Luego que vimos muerto a nuestro amo, la señora Jacinta, Inesilla y yo comenzamos un concierto de fúnebres alaridos, y tales que se oyeron on toda la vecindad. La beata, sobre todo, que tenía mayor motivo para estar alegre, levantaba el grito con lamentos tan funestos que parecía la mujer más afligida del mundo. En un instante se llenó la casa de gente, atraída más de curiosidad que de compasión. Los parientes del difunto se presentaron también muy pronto, y hallaron tan desconsolada a la beata que se persuadieron que el canónigo había muerto ab intestato. Pero tardó poco en abrirse a presencia de todos el testamento, dispuesto con las formalidades necesarias; y cuando vieron que el testador dejaba las mejores alhajas a la señora Jacinta y a la niña, pronunciaron una oración fúnebre del canónigo poco decorosa a su memoria, motejando al mismo tiempo a la beata, sin olvidarme a mí, que verdaderamente lo merecía. El licenciado —¡en paz sea su alma!—, para obligarme a que no me olvidase de él en toda mi vida, se explicaba así en el artículo del testamento que hablaba conmigo: «ítem, por cuanto Gil Blas es un mozo que tiene algún baño de literatura, para que acabe de perfeccionarse y se haga hombre sabio, le dejo mi librería con todos los libros y manuscritos, sin exceptuar ninguno».

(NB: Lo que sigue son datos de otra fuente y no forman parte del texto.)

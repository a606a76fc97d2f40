//! Diagnostic logging for the CLI.
//!
//! Library crates emit `tracing` events; this installs the subscriber that
//! prints them. Diagnostics go to stderr so stdout stays clean for `--json`.

use tracing_subscriber::{fmt, layer::SubscriberExt, util::SubscriberInitExt, EnvFilter};

/// Filter used when `RUST_LOG` is unset.
pub fn default_filter(verbose: bool) -> &'static str {
    if verbose {
        "debug"
    } else {
        "warn"
    }
}

/// Install the global subscriber. `RUST_LOG` takes precedence over `verbose`.
///
/// Calling this more than once is harmless; later calls are ignored.
pub fn init_logging(verbose: bool) {
    let env_filter = EnvFilter::try_from_default_env()
        .unwrap_or_else(|_| EnvFilter::new(default_filter(verbose)));

    let console_layer = fmt::layer()
        .with_writer(std::io::stderr)
        .with_target(true)
        .with_level(true)
        .with_timer(fmt::time::uptime());

    let _ = tracing_subscriber::registry()
        .with(env_filter)
        .with(console_layer)
        .try_init();
}

#[cfg(test)]
mod tests {
    use super::*;

    #[test]
    fn test_default_filter_levels() {
        assert_eq!(default_filter(false), "warn");
        assert_eq!(default_filter(true), "debug");
    }

    #[test]
    fn test_init_twice_does_not_panic() {
        init_logging(false);
        init_logging(true);
    }
}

No sabía yo dónde podía estar la tal soñada librería, porque en ninguna parte de la casa la había visto jamás. Sólo había sobre una tabla en el cuarto del canónigo cinco o seis libros con algún legajo de papeles, y los tales libros no podían servirme para nada. Uno se titulaba El cocinero perfecto; otro trataba De la indigestión y del modo de curarla; los demás eran las cuatro partes del Breviario, medio roídas de la polilla. En cuanto a los manuscritos, el más curioso era todos los autos de un pleito que había seguido el canónigo para conseguir la prebenda. Después que examiné mi legado con mayor atención de la que él se merecía, se lo cedí a los parientes del difunto, que tanto me lo habían envidiado. Entregúeles también el vestido que tenía a cuestas y volví a tomar el mío, contentándome con que me pagasen mi salario, y fuíme a buscar otra conveniencia. Por lo que toca a la señora Jacinta, además del dinero y alhajas que el canónigo le había dejado, se levantó con otras muchas cosas que ocultamente había depositado en su buen amigo durante la enfermedad del difunto.